Use less CPU (improve battery life or reduce cost in the cloud)

Previous Topic Next Topic
 
classic Classic list List threaded Threaded
7 messages Options
Reply | Threaded
Open this post in threaded view
|

Use less CPU (improve battery life or reduce cost in the cloud)

Holger Freyther
 
Hi,

I have done some early prototype for the Unix VM end of 2015(?) and I have improved and repeated these for MacOS now and the thread based heartbeat (now that it is the universal default). I won't make it to ESUG this year but this might be something to play with?

The motivations is simple: Polling increases the CPU usage which will reduce your battery life, takes away resources from other processes (e.g. more Pharo images) or these days increases your cloud computing bill. On top of that it might increase network latency (time from socket becoming readable to the time the semaphore is signaled).

To complete the work we have work inside the Image and the VM and some of it is on the way and others might need more discussion.


The idle process:

ProcessorScheduler>># idleProcess
        "A default background process which is invisible."

        [true] whileTrue:
                [self relinquishProcessorForMicroseconds: 1000]

Let's please yield the CPU for more than a 1ms. Unless I am missing something an expired Delay or network IO would make us wake up earlier anyway?


The delay scheduler:

The VM supports that when the next wake-up time is set to 0, the VM can sleep indefinitely. There is a pending patch to sleep "0" in our Delay scheduler. Currently we force a wake-up earlier than that. I think we should trust the VM to do wake us up even if it is a second away.


Morphic UI:

I don't understand the WorldState>>#interCyclePause but then I never looked at Morphic. Do we really need to poll like that? Under which circumstances does the world update? We get an event (where we have the event semaphore), we get some I/O (where we have a semaphore) or we have a timeout (where we sleep on a semaphore). Did anyone ever look at removing the tick?


VM I/O:

Currently we receive a SIGIO but from what I can see (and I still need to write a benchmark) the processing might be delayed 20ms? My hack removes the usage of nextPollUsecs and instead checks a variable that is set by the SIGIO handler. Besides missing memory barriers this should work(tm).

The biggest issue seems that for macos/ios the input is driven by polling. E.g. some wheel events seem to require to pump the event queue. Is this something we could trigger from the image in the future? I had hoped to get a fd to a machport we could get SIGIO for.. but that doesn't seem to exist. I have hacked out the honoring of the relinquish delay, added the polling into a iOS specific routine and thanks to the Morphic Delay we bump the event loop frequently enough.


VM heartbeat thread:

The process keeps ticking even if the VM doesn't run. E.g. sleeps and waits for an event. There is a cost in deciding when to halt the thread so there must be a cut-off for which delays we bother to disable the heartbeat thread.
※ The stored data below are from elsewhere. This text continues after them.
//! services/api/src/error.rs
//!
//! Defines the primary error type for the entire API service.

use crate::config::ConfigError;
use educare_core::ports::PortError;

/// The primary error type for the `api` service.
#[derive(Debug, thiserror::Error)]
pub enum ApiError {
    /// Represents an error that occurred during configuration loading.
    #[error("Configuration error: {0}")]
    Config(#[from] ConfigError),

    /// Represents an error that propagated up from one of the core service ports.
    #[error("Service Port Error: {0}")]
    Port(#[from] PortError),

    /// Represents an error from the underlying database library.
    #[error("Database Error: {0}")]
    Database(#[from] sqlx::Error),

    /// Represents a failure while applying the embedded migrations.
    #[error("Migration Error: {0}")]
    Migration(#[from] sqlx::migrate::MigrateError),

    /// Represents a standard Input/Output error (e.g., binding to a network socket).
    #[error("IO error: {0}")]
    Io(#[from] std::io::Error),

    /// A catch-all for any other unexpected errors.
    #[error("An unexpected internal error occurred: {0}")]
    Internal(String),
}
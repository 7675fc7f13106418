//! Cross-run key-value store.
//!
//! Node-authored durable memory that outlives any single run: namespaced
//! JSON values behind an async trait. The engine injects the store into
//! [`NodeContext`](crate::graph::NodeContext) and never interprets its
//! contents.

use async_trait::async_trait;
use serde_json::Value;
use std::collections::HashMap;
use thiserror::Error;
use tokio::sync::RwLock;

/// Result type for store operations
pub type StoreResult<T> = std::result::Result<T, StoreError>;

/// Errors from a store backend
#[derive(Error, Debug)]
pub enum StoreError {
    #[error("Store backend error: {0}")]
    Backend(String),

    #[error("Serialization error: {0}")]
    Serialization(#[from] serde_json::Error),
}

/// Opaque namespaced KV surface for node-authored memory.
#[async_trait]
pub trait Store: Send + Sync {
    async fn get(&self, namespace: &str, key: &str) -> StoreResult<Option<Value>>;

    async fn put(&self, namespace: &str, key: &str, value: Value) -> StoreResult<()>;

    async fn delete(&self, namespace: &str, key: &str) -> StoreResult<()>;

    /// Keys currently present in a namespace, sorted.
    async fn list(&self, namespace: &str) -> StoreResult<Vec<String>>;
}

/// Process-local store for tests and single-process deployments.
#[derive(Debug, Default)]
pub struct InMemoryStore {
    namespaces: RwLock<HashMap<String, HashMap<String, Value>>>,
}

impl InMemoryStore {
    pub fn new() -> Self {
        Self::default()
    }
}

#[async_trait]
impl Store for InMemoryStore {
    async fn get(&self, namespace: &str, key: &str) -> StoreResult<Option<Value>> {
        let namespaces = self.namespaces.read().await;
        Ok(namespaces
            .get(namespace)
            .and_then(|ns| ns.get(key))
            .cloned())
    }

    async fn put(&self, namespace: &str, key: &str, value: Value) -> StoreResult<()> {
        let mut namespaces = self.namespaces.write().await;
        namespaces
            .entry(namespace.to_string())
            .or_default()
            .insert(key.to_string(), value);
        Ok(())
    }

    async fn delete(&self, namespace: &str, key: &str) -> StoreResult<()> {
        let mut namespaces = self.namespaces.write().await;
        if let Some(ns) = namespaces.get_mut(namespace) {
            ns.remove(key);
        }
        Ok(())
    }

    async fn list(&self, namespace: &str) -> StoreResult<Vec<String>> {
        let namespaces = self.namespaces.read().await;
        let mut keys: Vec<String> = namespaces
            .get(namespace)
            .map(|ns| ns.keys().cloned().collect())
            .unwrap_or_default();
        keys.sort();
        Ok(keys)
    }
}
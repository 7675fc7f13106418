//! # stepgraph-checkpoint - State Persistence for Superstep Execution
//!
//! Trait-based checkpoint abstractions, reducer-backed state channels, and an
//! in-memory reference saver for the stepgraph engine.
//!
//! ## Overview
//!
//! A checkpoint is a snapshot of a run taken at a superstep boundary: the
//! committed field values plus the pending-task bookkeeping (frontier, defer
//! counters, visit counts, gated actions). Checkpoints enable:
//!
//! - **Suspension** - halt a run on a gated action and resume it later
//! - **Crash recovery** - restart from the last durable superstep
//! - **Inspection** - audit the state a run committed at each round
//!
//! ## Pieces
//!
//! - [`Channel`] and its implementations ([`LastValueChannel`],
//!   [`AppendChannel`], [`ReducerChannel`]) - per-field storage and merge
//!   policy
//! - [`Checkpoint`], [`PendingTask`], [`GatedAction`] - the serializable
//!   snapshot model
//! - [`CheckpointSaver`] - the abstract put/get persistence contract
//! - [`InMemoryCheckpointSaver`] - reference backend for tests and
//!   single-process use
//!
//! ## Quick start
//!
//! ```rust
//! use stepgraph_checkpoint::{Checkpoint, CheckpointSaver, InMemoryCheckpointSaver};
//! use std::collections::HashMap;
//!
//! # #[tokio::main(flavor = "current_thread")]
//! # async fn main() -> Result<(), Box<dyn std::error::Error>> {
//! let saver = InMemoryCheckpointSaver::new();
//!
//! let mut values = HashMap::new();
//! values.insert("count".to_string(), serde_json::json!(1));
//! saver.save("run-1", Checkpoint::new(0, values)).await?;
//!
//! let latest = saver.load("run-1").await?;
//! assert_eq!(latest.unwrap().superstep, 0);
//! # Ok(())
//! # }
//! ```

pub mod channels;
pub mod checkpoint;
pub mod error;
pub mod memory;
pub mod traits;

pub use channels::{AppendChannel, Channel, LastValueChannel, ReducerChannel, ReducerFn};
pub use checkpoint::{Checkpoint, GatedAction, PendingTask};
pub use error::{CheckpointError, Result};
pub use memory::InMemoryCheckpointSaver;
pub use traits::CheckpointSaver;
I think the current code would allow the hearbeat to drift so the new code might just make it a bit worse.


Where are we now?

I have pushed my changes to https://github.com/zecke/opensmalltalk-vm/tree/mac-use-less-cpu and would be happy to have people look at it, look at the memory synchronization, maybe run to see if they notice extra delays or such?


I started the same image with the plain-vm and my hacked one and let it run for about 20min. The output is coming from top.

COMMAND        %CPU                  TIME
Pharo          4.3                   00:48.49
Pharo          0.8                   00:10.20


Looking for comments and feedback.

regards
        holger
Reply | Threaded
Open this post in threaded view
|

Re: Use less CPU (improve battery life or reduce cost in the cloud)

marcel.taeumel
 
Hi Holger,

The Morphic main loop empties the event queue (mouse & keyboard) in each cycle. It also checks for drawing requests and stepping. If that processing goes too fast, it tries to free CPU time via a delay (so that the idle process can run if no other).

No, it does not make sense to get rid of that pause/delay/tick. ;-) The system is NOT event-based at that lower level. It is just polling/looping. A single UI process, which sleeps occasionally. By design.

Note that if you want to run that in the cloud, just avoid busy morphs and Morphic should use very little CPU resources.

Best,
Marcel

Am 29.08.2017 23:29:21 schrieb Holger Freyther <[hidden email]>:


Hi,

I have done some early prototype for the Unix VM end of 2015(?) and I have improved and repeated these for MacOS now and the thread based heartbeat (now that it is the universal default). I won't make it to ESUG this year but this might be something to play with?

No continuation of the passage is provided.